À l’Est, du nouveau ?

, par Aurélien Neu, Tatiana Dmitrieva

À l'Est, du nouveau ?

Si l’Europe s’est d’abord concentrée sur elle-même ces dernières semaines en raison de l’élection des députés européens, c’est un regard au-delà de ce qu’il suffit de nommer pour engager le débat, c’est-à-dire ses frontières politiques, que nous souhaiterions proposer au cours des lignes qui vont suivre.

On a en effet souhaité s’intéresser à un voisin géographique de l’Union européenne dont les qualificatifs semblent varier selon les interlocuteurs, partenaire nécessaire pour certains et ennemi pour d’autres, c’est-à-dire la Fédération de Russie. Si l’accumulation des pierres d’achoppement entre ces deux acteurs suffirait à constituer une carrière, on a choisi de délaisser les cris et les gestes, car confiants dans l’idée que les pierres servent aussi à bâtir. Dès lors, quelle est la perception qu’ont aujourd’hui les Russes de l’Union européenne ? Et quelle place pour les Européens (investisseurs et citoyens) en Russie ?
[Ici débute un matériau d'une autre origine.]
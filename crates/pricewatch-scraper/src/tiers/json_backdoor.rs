//! Shopify product JSON: `/products/<handle>` → `/products/<handle>.json`.

use reqwest::Url;

use crate::client::HttpFetcher;
use crate::error::ScrapeError;
use crate::payload::RawExtractionPayload;
use crate::types::ShopifyProductResponse;

/// The product's structured endpoint: query and fragment dropped, trailing
/// `/` trimmed, `.json` appended.
///
/// Given `"https://www.everlane.com/products/mens-tee/?variant=42#reviews"`,
/// returns `"https://www.everlane.com/products/mens-tee.json"`.
#[must_use]
pub fn product_json_url(product_url: &Url) -> Url {
    let mut endpoint = product_url.clone();
    endpoint.set_query(None);
    endpoint.set_fragment(None);

    let path = endpoint.path().trim_end_matches('/').to_owned();
    if !path.ends_with(".json") {
        endpoint.set_path(&format!("{path}.json"));
    }
    endpoint
}

/// The `?variant=<id>` query value, when present and numeric.
#[must_use]
pub fn requested_variant_id(product_url: &Url) -> Option<i64> {
    product_url
        .query_pairs()
        .find(|(key, _)| key == "variant")
        .and_then(|(_, value)| value.parse().ok())
}

/// Fetches the product JSON and returns the selected variant's price data.
///
/// # Errors
///
/// - [`ScrapeError::Status`] / [`ScrapeError::Http`] when the endpoint fails.
/// - [`ScrapeError::Deserialize`] when the body is not a product envelope.
/// - [`ScrapeError::NoPriceFound`] when the product has no variants.
pub async fn fetch(
    fetcher: &HttpFetcher,
    product_url: &Url,
) -> Result<RawExtractionPayload, ScrapeError> {
    let endpoint = product_json_url(product_url);
    let response: ShopifyProductResponse = fetcher.get_json(endpoint.as_str()).await?;

    let variant = response
        .product
        .select_variant(requested_variant_id(product_url))
        .ok_or_else(|| ScrapeError::NoPriceFound {
            url: product_url.to_string(),
        })?;

    tracing::debug!(
        url = %product_url,
        product_id = response.product.id,
        variant_id = variant.id,
        "selected product variant"
    );

    Ok(RawExtractionPayload::JsonBackdoor {
        price: variant.price.clone(),
        compare_at_price: variant.compare_at_price.clone(),
        available: variant.available,
    })
}
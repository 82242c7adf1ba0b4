//! Boss mechanics, applied around the enemy's attack.

use super::types::{Enemy, Hero};
use crate::board::{BoardEngine, Pos};
use crate::config::Mechanic;
use rand::Rng;
use serde::{Deserialize, Serialize};
use tracing::debug;

/// What a mechanic did before the attack landed.
#[derive(Debug, Clone, Default, PartialEq, Eq, Serialize, Deserialize)]
pub struct PreAttack {
    /// Enrage triggered this turn.
    pub enraged: bool,
    /// A column was (re)blocked this turn.
    pub blocked_column: Option<usize>,
    pub burned: Vec<Pos>,
}

/// What a mechanic did after the attack landed.
#[derive(Debug, Clone, Copy, Default, PartialEq, Eq, Serialize, Deserialize)]
pub struct PostAttack {
    pub enemy_healed: u32,
    pub poison_damage: u32,
}

pub fn before_attack(enemy: &mut Enemy, board: &mut BoardEngine, rng: &mut impl Rng) -> PreAttack {
    let mut out = PreAttack::default();
    let Some(mechanic) = enemy.mechanic else {
        return out;
    };

    match mechanic {
        Mechanic::Enrage {
            threshold,
            multiplier,
        } => {
            // One-shot; the boosted attack stays for the rest of the fight
            if !enemy.state.enraged && enemy.current_hp as f64 <= enemy.max_hp as f64 * threshold {
                enemy.state.enraged = true;
                enemy.atk = (enemy.atk as f64 * multiplier).round() as u32;
                out.enraged = true;
                debug!(enemy = %enemy.name, atk = enemy.atk, "enraged");
            }
        }
        Mechanic::ColumnBlock { interval } => {
            enemy.state.turns_since_block += 1;
            if enemy.state.turns_since_block >= interval {
                enemy.state.turns_since_block = 0;
                let col = rng.gen_range(0..board.grid().cols);
                board.set_blocked_column(Some(col));
                out.blocked_column = Some(col);
            }
        }
        Mechanic::GemBurn { burn_count } => {
            out.burned = board.burn_random_cells(burn_count, rng);
        }
        Mechanic::LifestealPoison { .. } => {}
    }

    out
}

/// `damage_dealt` is the HP the hero lost to the attack itself.
pub fn after_attack(enemy: &mut Enemy, hero: &mut Hero, damage_dealt: u32) -> PostAttack {
    let mut out = PostAttack::default();
    if let Some(Mechanic::LifestealPoison {
        lifesteal,
        poison_percent,
    }) = enemy.mechanic
    {
        let before = enemy.current_hp;
        enemy.heal((damage_dealt as f64 * lifesteal).round() as u32);
        out.enemy_healed = enemy.current_hp - before;

        out.poison_damage = (hero.max_hp as f64 * poison_percent).round() as u32;
        hero.take_damage(out.poison_damage);
    }
    out
}

#[cfg(test)]
mod tests {
    use super::*;
    use crate::board::BoardRules;
    use crate::config::BalanceConfig;
    use rand::SeedableRng;
    use rand_chacha::ChaCha8Rng;

    fn setup(boss: &str) -> (Enemy, Hero, BoardEngine, ChaCha8Rng) {
        let config = BalanceConfig::default();
        let mut rng = ChaCha8Rng::seed_from_u64(17);
        let board = BoardEngine::new(7, 7, 6, BoardRules::default(), &mut rng);
        let enemy = Enemy::from_boss(config.boss(boss).unwrap());
        let hero = Hero::from_template(config.hero("paladin").unwrap());
        (enemy, hero, board, rng)
    }

    #[test]
    fn test_enrage_triggers_once_at_threshold() {
        let (mut enemy, _, mut board, mut rng) = setup("ogre_king");
        let base_atk = enemy.atk;

        assert!(!before_attack(&mut enemy, &mut board, &mut rng).enraged);
        assert_eq!(enemy.atk, base_atk);

        enemy.current_hp = (enemy.max_hp as f64 * 0.3) as u32;
        assert!(before_attack(&mut enemy, &mut board, &mut rng).enraged);
        let enraged_atk = enemy.atk;
        assert_eq!(enraged_atk, (base_atk as f64 * 1.5).round() as u32);

        assert!(!before_attack(&mut enemy, &mut board, &mut rng).enraged);
        assert_eq!(enemy.atk, enraged_atk);
    }

    #[test]
    fn test_column_block_every_interval() {
        let (mut enemy, _, mut board, mut rng) = setup("sand_wyrm");
        for _ in 0..2 {
            let pre = before_attack(&mut enemy, &mut board, &mut rng);
            assert_eq!(pre.blocked_column, None);
        }
        let third = before_attack(&mut enemy, &mut board, &mut rng);
        assert!(third.blocked_column.is_some());
        assert_eq!(board.blocked_column(), third.blocked_column);
        assert_eq!(enemy.state.turns_since_block, 0);
    }

    #[test]
    fn test_gem_burn_marks_cells() {
        let (mut enemy, _, mut board, mut rng) = setup("dragon_emperor");
        let pre = before_attack(&mut enemy, &mut board, &mut rng);
        assert_eq!(pre.burned.len(), 3);
        assert_eq!(board.burned_cells().len(), 3);
    }

    #[test]
    fn test_lifesteal_and_poison() {
        let (mut enemy, mut hero, _, _) = setup("lich_lord");
        enemy.current_hp = 100;
        let post = after_attack(&mut enemy, &mut hero, 20);
        assert_eq!(post.enemy_healed, 6);
        assert_eq!(enemy.current_hp, 106);
        let poison = (hero.max_hp as f64 * 0.05).round() as u32;
        assert_eq!(post.poison_damage, poison);
        assert_eq!(hero.current_hp, hero.max_hp - poison);
    }

    #[test]
    fn test_lifesteal_capped_at_max() {
        let (mut enemy, mut hero, _, _) = setup("lich_lord");
        let post = after_attack(&mut enemy, &mut hero, 50);
        assert_eq!(post.enemy_healed, 0);
        assert_eq!(enemy.current_hp, enemy.max_hp);
    }

    #[test]
    fn test_normal_enemy_has_no_mechanic() {
        let config = BalanceConfig::default();
        let mut rng = ChaCha8Rng::seed_from_u64(1);
        let mut board = BoardEngine::new(7, 7, 6, BoardRules::default(), &mut rng);
        let template = config.enemy("slime").unwrap();
        let mut enemy = Enemy::from_template(template, 1, &config.enemy_scaling, false);
        let mut hero = Hero::from_template(config.hero("warrior").unwrap());
        let pre = before_attack(&mut enemy, &mut board, &mut rng);
        let post = after_attack(&mut enemy, &mut hero, 10);
        assert_eq!(pre, PreAttack::default());
        assert_eq!(post, PostAttack::default());
        assert_eq!(hero.current_hp, hero.max_hp);
    }
}
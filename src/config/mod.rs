//! Balance configuration: the read-only tables every engine is built from.
//!
//! `BalanceConfig::default()` reproduces the shipped game. A JSON file with the
//! same shape can replace it for what-if balance runs; it is validated on load.

pub mod balance;
pub mod tables;
pub mod templates;

pub use templates::*;

use crate::error::{GameError, Result};
use crate::gems::GemType;
use serde::{Deserialize, Serialize};
use std::path::Path;

#[derive(Debug, Clone, PartialEq, Serialize, Deserialize)]
pub struct BalanceConfig {
    pub gems: Vec<GemType>,
    pub board: BoardDims,
    pub formulas: Formulas,
    pub enemy_scaling: EnemyScaling,
    pub economy: Economy,
    pub growth: Growth,
    pub targets: SimTargets,
    pub heroes: Vec<HeroTemplate>,
    pub enemies: Vec<EnemyTemplate>,
    pub bosses: Vec<BossTemplate>,
    pub floors: Vec<Encounter>,
    pub equipment: Vec<EquipmentItem>,
}

impl Default for BalanceConfig {
    fn default() -> Self {
        Self {
            gems: tables::default_gems(),
            board: BoardDims::default(),
            formulas: Formulas::default(),
            enemy_scaling: EnemyScaling::default(),
            economy: Economy::default(),
            growth: Growth::default(),
            targets: SimTargets::default(),
            heroes: tables::default_heroes(),
            enemies: tables::default_enemies(),
            bosses: tables::default_bosses(),
            floors: tables::default_floors(),
            equipment: tables::default_equipment(),
        }
    }
}

impl BalanceConfig {
    /// Parse and validate a JSON config.
    pub fn from_json_str(json: &str) -> Result<Self> {
        let config: BalanceConfig = serde_json::from_str(json)?;
        config.validate()?;
        Ok(config)
    }

    /// Load and validate a JSON config file.
    pub fn load(path: impl AsRef<Path>) -> Result<Self> {
        let json = std::fs::read_to_string(path)?;
        Self::from_json_str(&json)
    }

    pub fn to_json(&self) -> Result<String> {
        Ok(serde_json::to_string_pretty(self)?)
    }

    /// Check the assumptions the engines rely on.
    pub fn validate(&self) -> Result<()> {
        if self.gems.len() < 3 {
            return Err(GameError::InvalidConfig(format!(
                "need at least 3 gem types, got {}",
                self.gems.len()
            )));
        }
        if self.gems.len() > u8::MAX as usize {
            return Err(GameError::InvalidConfig("too many gem types".to_string()));
        }
        for (i, gem) in self.gems.iter().enumerate() {
            if gem.id.index() != i {
                return Err(GameError::InvalidConfig(format!(
                    "gem ids must be dense and ordered: '{}' has id {} at position {}",
                    gem.name, gem.id, i
                )));
            }
        }
        if self.board.rows < 3 || self.board.cols < 3 {
            return Err(GameError::InvalidConfig(format!(
                "board must be at least 3x3, got {}x{}",
                self.board.rows, self.board.cols
            )));
        }
        if self.heroes.is_empty() {
            return Err(GameError::InvalidConfig("no heroes".to_string()));
        }
        if self.floors.is_empty() {
            return Err(GameError::InvalidConfig("no floors".to_string()));
        }
        for encounter in &self.floors {
            match &encounter.kind {
                EncounterKind::Enemies(pool) => {
                    if pool.is_empty() {
                        return Err(GameError::InvalidConfig(format!(
                            "floor {} has an empty enemy pool",
                            encounter.floor
                        )));
                    }
                    for key in pool {
                        self.enemy(key)?;
                    }
                }
                EncounterKind::Boss(key) => {
                    self.boss(key)?;
                }
            }
        }
        Ok(())
    }

    pub fn hero(&self, key: &str) -> Result<&HeroTemplate> {
        self.heroes
            .iter()
            .find(|h| h.key == key)
            .ok_or_else(|| GameError::UnknownHero(key.to_string()))
    }

    pub fn enemy(&self, key: &str) -> Result<&EnemyTemplate> {
        self.enemies
            .iter()
            .find(|e| e.key == key)
            .ok_or_else(|| GameError::UnknownEnemy(key.to_string()))
    }

    pub fn boss(&self, key: &str) -> Result<&BossTemplate> {
        self.bosses
            .iter()
            .find(|b| b.key == key)
            .ok_or_else(|| GameError::UnknownBoss(key.to_string()))
    }

    pub fn encounter(&self, floor: u32) -> Result<&Encounter> {
        self.floors
            .iter()
            .find(|e| e.floor == floor)
            .ok_or(GameError::UnknownFloor(floor))
    }

    /// Case-insensitive lookup by item name.
    pub fn equipment_item(&self, name: &str) -> Result<&EquipmentItem> {
        self.equipment
            .iter()
            .find(|i| i.name.eq_ignore_ascii_case(name))
            .ok_or_else(|| GameError::UnknownEquipment(name.to_string()))
    }

    /// Highest configured floor; a run that clears it is a win.
    pub fn final_floor(&self) -> u32 {
        self.floors.iter().map(|e| e.floor).max().unwrap_or(0)
    }

    pub fn gem_count(&self) -> u8 {
        self.gems.len() as u8
    }
}

#[cfg(test)]
mod tests {
    use super::*;

    #[test]
    fn test_default_config_is_valid() {
        let config = BalanceConfig::default();
        assert!(config.validate().is_ok());
        assert_eq!(config.gem_count(), 6);
        assert_eq!(config.final_floor(), 20);
        assert_eq!(config.board, BoardDims { rows: 7, cols: 7 });
    }

    #[test]
    fn test_json_round_trip() {
        let config = BalanceConfig::default();
        let json = config.to_json().unwrap();
        let parsed = BalanceConfig::from_json_str(&json).unwrap();
        assert_eq!(parsed.gems, config.gems);
        assert_eq!(parsed.heroes, config.heroes);
        assert_eq!(parsed.enemies, config.enemies);
        assert_eq!(parsed.floors, config.floors);
        let drift = parsed.formulas.cascade_bonus - config.formulas.cascade_bonus;
        assert!(drift.abs() < 1e-12);
    }

    #[test]
    fn test_lookups() {
        let config = BalanceConfig::default();
        assert_eq!(config.hero("warrior").unwrap().atk, 12);
        assert_eq!(config.enemy("slime").unwrap().hp, 80);
        assert_eq!(config.boss("lich_lord").unwrap().hp, 580);
        assert!(config.encounter(5).unwrap().is_boss());
        assert_eq!(
            config.equipment_item("vampiric ring").unwrap().stat,
            EquipStat::Lifesteal
        );
    }

    #[test]
    fn test_unknown_keys_are_errors() {
        let config = BalanceConfig::default();
        assert!(matches!(
            config.hero("bard"),
            Err(GameError::UnknownHero(_))
        ));
        assert!(matches!(
            config.enemy("dragon"),
            Err(GameError::UnknownEnemy(_))
        ));
        assert!(matches!(
            config.boss("slime"),
            Err(GameError::UnknownBoss(_))
        ));
        assert!(matches!(
            config.encounter(21),
            Err(GameError::UnknownFloor(21))
        ));
        assert!(matches!(
            config.equipment_item("Excalibur"),
            Err(GameError::UnknownEquipment(_))
        ));
    }

    #[test]
    fn test_dangling_floor_key_fails_validation() {
        let mut config = BalanceConfig::default();
        config.floors[0].kind = EncounterKind::Enemies(vec!["ghost".to_string()]);
        assert!(matches!(config.validate(), Err(GameError::UnknownEnemy(_))));
    }

    #[test]
    fn test_too_few_gems_fails_validation() {
        let mut config = BalanceConfig::default();
        config.gems.truncate(2);
        assert!(matches!(
            config.validate(),
            Err(GameError::InvalidConfig(_))
        ));
    }

    #[test]
    fn test_small_board_fails_validation() {
        let mut config = BalanceConfig::default();
        config.board.cols = 2;
        assert!(matches!(
            config.validate(),
            Err(GameError::InvalidConfig(_))
        ));
    }

    #[test]
    fn test_malformed_json_is_parse_error() {
        assert!(matches!(
            BalanceConfig::from_json_str("{\"gems\": 3}"),
            Err(GameError::Parse(_))
        ));
    }
}
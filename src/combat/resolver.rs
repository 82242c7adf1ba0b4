//! Turns per-gem match counts into combat effects.

use super::types::{EffectBundle, Hero};
use crate::config::{EquipStat, Formulas};
use crate::gems::{effect_of, EffectKind, GemId, GemType};
use std::collections::BTreeMap;

/// `1 + (depth - 1) * cascade_bonus`; depth 1 is the swap's own matches.
pub fn cascade_multiplier(depth: u32, formulas: &Formulas) -> f64 {
    1.0 + depth.saturating_sub(1) as f64 * formulas.cascade_bonus
}

/// Effects of one cascade step.
///
/// Armor, heal, gold and charge are rounded per gem entry. Damage is summed
/// unrounded and rounded once at the end, after lifesteal is taken from the
/// raw total. Ids missing from `gems` are ignored.
pub fn resolve_matches(
    counts: &BTreeMap<GemId, u32>,
    depth: u32,
    hero: &Hero,
    gems: &[GemType],
    formulas: &Formulas,
) -> EffectBundle {
    let cascade = cascade_multiplier(depth, formulas);
    let mut bundle = EffectBundle::default();
    let mut physical = 0.0;
    let mut magic = 0.0;

    for (&gem, &count) in counts {
        let Some(effect) = effect_of(gems, gem) else {
            continue;
        };
        let count = count as f64;

        match effect {
            EffectKind::PhysicalDamage => {
                let dmg = count
                    * formulas.base_sword_dmg
                    * (1.0 + hero.atk as f64 * formulas.atk_scaling)
                    * cascade
                    * (1.0 + hero.bonus(EquipStat::SwordBonus));
                physical += dmg;
                magic += dmg * hero.bonus(EquipStat::FireSwordHybrid);
            }
            EffectKind::MagicDamage => {
                magic += count
                    * formulas.base_fire_dmg
                    * (1.0 + hero.matk as f64 * formulas.matk_scaling)
                    * cascade
                    * (1.0 + hero.bonus(EquipStat::FireBonus));
            }
            EffectKind::Armor => {
                let armor = count
                    * formulas.base_shield
                    * cascade
                    * (1.0 + hero.bonus(EquipStat::ShieldBonus));
                bundle.armor += armor.round() as u32;
            }
            EffectKind::Heal => {
                let heal =
                    count * formulas.base_heal * cascade * (1.0 + hero.bonus(EquipStat::HealBonus));
                bundle.heal += heal.round() as u32;
            }
            EffectKind::Gold => {
                bundle.gold += (count * formulas.base_gold * cascade).round() as u32;
            }
            EffectKind::Charge => {
                bundle.charge += (count * formulas.base_charge * cascade).round() as u32;
            }
        }
    }

    let lifesteal = hero.bonus(EquipStat::Lifesteal);
    if lifesteal > 0.0 {
        bundle.lifesteal_heal = ((physical + magic) * lifesteal).round() as u32;
    }
    bundle.physical_damage = physical.round() as u32;
    bundle.magic_damage = magic.round() as u32;

    bundle
}
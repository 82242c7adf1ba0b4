//! The match-3 board: grid, match detection, special tiles and the cascade engine.

pub mod engine;
pub mod matching;
pub mod specials;
pub mod types;

pub use engine::{BoardEngine, BoardRules, CascadeReport, CascadeStep, SwapOutcome, SwapRejection};
pub use matching::{find_matches, has_match};
pub use specials::{affected_cells, plan_specials, PlannedSpecial};
pub use types::{Cell, Direction, Grid, Match, Pos, Special, Swap};
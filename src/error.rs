//! Error type shared by configuration loading and simulation setup.
//!
//! Rejected swaps and dead boards are not errors; see `board::SwapOutcome`.

/// Setup-time failures. Everything here means the tables or the request are
/// unusable, so callers should stop rather than fall back to defaults.
#[derive(thiserror::Error, Debug)]
pub enum GameError {
    /// Reading a config file failed
    #[error("I/O error: {0}")]
    Io(#[from] std::io::Error),

    /// Config file is not valid JSON for `BalanceConfig`
    #[error("config parse error: {0}")]
    Parse(#[from] serde_json::Error),

    #[error("unknown hero: {0}")]
    UnknownHero(String),

    #[error("unknown enemy: {0}")]
    UnknownEnemy(String),

    #[error("unknown boss: {0}")]
    UnknownBoss(String),

    #[error("unknown equipment: {0}")]
    UnknownEquipment(String),

    #[error("no encounter configured for floor {0}")]
    UnknownFloor(u32),

    /// Tables loaded but break an engine assumption (gem ids, board size, ...)
    #[error("invalid config: {0}")]
    InvalidConfig(String),
}

/// Result type used throughout the crate.
pub type Result<T> = std::result::Result<T, GameError>;

#[cfg(test)]
mod tests {
    use super::*;

    #[test]
    fn test_error_messages() {
        assert_eq!(
            GameError::UnknownHero("bard".to_string()).to_string(),
            "unknown hero: bard"
        );
        assert_eq!(
            GameError::UnknownFloor(21).to_string(),
            "no encounter configured for floor 21"
        );
    }

    #[test]
    fn test_parse_error_converts() {
        let err: GameError = serde_json::from_str::<u32>("nope").unwrap_err().into();
        assert!(matches!(err, GameError::Parse(_)));
    }
}
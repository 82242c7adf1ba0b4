//! Match detection.

use super::types::{Direction, Grid, Match, Pos};
use crate::config::balance::MIN_MATCH_LEN;
use crate::gems::GemId;

/// Find every maximal run of at least three identical gems.
///
/// Rows are scanned first (top to bottom, left to right), then columns. A cell
/// shared by a horizontal and a vertical run shows up in both matches.
/// Empty cells never match and break runs.
pub fn find_matches(grid: &Grid) -> Vec<Match> {
    let mut matches = Vec::new();

    for row in 0..grid.rows {
        let pos_at = |i| Pos::new(row, i);
        scan_line(grid.cols, pos_at, grid, Direction::Horizontal, &mut matches);
    }
    for col in 0..grid.cols {
        let pos_at = |i| Pos::new(i, col);
        scan_line(grid.rows, pos_at, grid, Direction::Vertical, &mut matches);
    }

    matches
}

/// True if any run of three exists. Cheaper than `find_matches` for move search.
pub fn has_match(grid: &Grid) -> bool {
    let run_at = |a: Pos, b: Pos, c: Pos| -> bool {
        match grid.gem(a) {
            Some(gem) => grid.gem(b) == Some(gem) && grid.gem(c) == Some(gem),
            None => false,
        }
    };

    for row in 0..grid.rows {
        for col in 0..grid.cols {
            let here = Pos::new(row, col);
            if col + 2 < grid.cols && run_at(here, Pos::new(row, col + 1), Pos::new(row, col + 2)) {
                return true;
            }
            if row + 2 < grid.rows && run_at(here, Pos::new(row + 1, col), Pos::new(row + 2, col)) {
                return true;
            }
        }
    }
    false
}

fn scan_line(
    len: usize,
    pos_at: impl Fn(usize) -> Pos,
    grid: &Grid,
    direction: Direction,
    out: &mut Vec<Match>,
) {
    let mut i = 0;
    while i < len {
        let Some(gem) = grid.gem(pos_at(i)) else {
            i += 1;
            continue;
        };
        let run = run_length(i, len, &pos_at, grid, gem);
        if run >= MIN_MATCH_LEN {
            out.push(Match {
                gem,
                cells: (i..i + run).map(&pos_at).collect(),
                direction,
            });
        }
        i += run;
    }
}

fn run_length(
    start: usize,
    len: usize,
    pos_at: &impl Fn(usize) -> Pos,
    grid: &Grid,
    gem: GemId,
) -> usize {
    let mut run = 1;
    while start + run < len && grid.gem(pos_at(start + run)) == Some(gem) {
        run += 1;
    }
    run
}

#[cfg(test)]
mod tests {
    use super::*;
    use crate::board::types::Cell;

    /// 7x7 board with no runs, built from gems 1..=5.
    fn quiet_grid() -> Grid {
        let rows: Vec<Vec<u8>> = (0..7)
            .map(|r| (0..7).map(|c| ((r * 2 + c) % 5 + 1) as u8).collect())
            .collect();
        let refs: Vec<&[u8]> = rows.iter().map(|r| r.as_slice()).collect();
        Grid::from_ids(&refs)
    }

    #[test]
    fn test_quiet_grid_has_no_matches() {
        let grid = quiet_grid();
        assert!(find_matches(&grid).is_empty());
        assert!(!has_match(&grid));
    }

    #[test]
    fn test_cross_reports_both_runs() {
        let mut grid = quiet_grid();
        for col in 1..=5 {
            *grid.cell_mut(Pos::new(3, col)) = Cell::with_gem(GemId(0));
        }
        for row in 1..=2 {
            *grid.cell_mut(Pos::new(row, 3)) = Cell::with_gem(GemId(0));
        }

        let matches = find_matches(&grid);
        assert_eq!(matches.len(), 2);

        assert_eq!(matches[0].gem, GemId(0));
        assert_eq!(matches[0].direction, Direction::Horizontal);
        assert_eq!(matches[0].len(), 5);
        assert_eq!(
            matches[0].cells,
            (1..=5).map(|c| Pos::new(3, c)).collect::<Vec<_>>()
        );

        assert_eq!(matches[1].direction, Direction::Vertical);
        assert_eq!(matches[1].len(), 3);
        assert_eq!(
            matches[1].cells,
            vec![Pos::new(1, 3), Pos::new(2, 3), Pos::new(3, 3)]
        );
        assert!(has_match(&grid));
    }

    #[test]
    fn test_empty_cells_break_runs() {
        let mut grid = Grid::from_ids(&[&[0, 0, 0, 0]]);
        grid.cell_mut(Pos::new(0, 1)).gem = None;
        assert!(find_matches(&grid).is_empty());
        assert!(!has_match(&grid));
    }

    #[test]
    fn test_run_reaching_edge() {
        let grid = Grid::from_ids(&[&[1, 2, 2, 2]]);
        let matches = find_matches(&grid);
        assert_eq!(matches.len(), 1);
        assert_eq!(matches[0].cells[0], Pos::new(0, 1));
        assert_eq!(matches[0].len(), 3);
    }

    #[test]
    fn test_two_runs_in_one_row() {
        let grid = Grid::from_ids(&[&[1, 1, 1, 2, 3, 3, 3]]);
        let matches = find_matches(&grid);
        assert_eq!(matches.len(), 2);
        assert_eq!(matches[0].gem, GemId(1));
        assert_eq!(matches[1].gem, GemId(3));
    }
}
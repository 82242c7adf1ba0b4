//! Balance simulator for Monte Carlo analysis.
//!
//! Runs many seeded playthroughs per hero to measure:
//! - Win rate over the full floor climb
//! - Where runs end, and whether by death or by the turn cap
//! - Turns per fight against the pacing targets
//!
//! Every combat goes through `CombatEngine`, the same engine an interactive
//! front end drives, so simulated results match real play.

mod config;
mod report;
mod runner;

pub use config::SimConfig;
pub use report::{HeroSummary, SimReport};
pub use runner::{run_simulation, simulate_run, RunEnd, RunRecord};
La dimension européenne de la Russie

Il nous faut d’abord dire qu’il y a déjà plus de trois siècles, Pierre le Grand, premier empereur de l’empire russe, « a ouvert la fenêtre de la Russie sur l’Europe ». Adieu les vieilles coutumes russes, les boyards barbus, les vêtements aux larges manches… L’européanisation s’est levée à l’horizon, et même plus, la transformation de la Russie en une puissance européenne. C’est ainsi que sont apparus sur le sol russe deux courants de pensée très distincts qui ne cesseront dès lors de s’affronter : l’occidentalisme et le slavophilisme. D’un côté, un retard de civilisation russe qui ne peut être corrigé qu’à l’école de l’Occident, et de l’autre un génie propre à la Russie qui, une fois évincées les influences occidentales et asiatiques, est à la source d’une destinée manifeste proprement russe.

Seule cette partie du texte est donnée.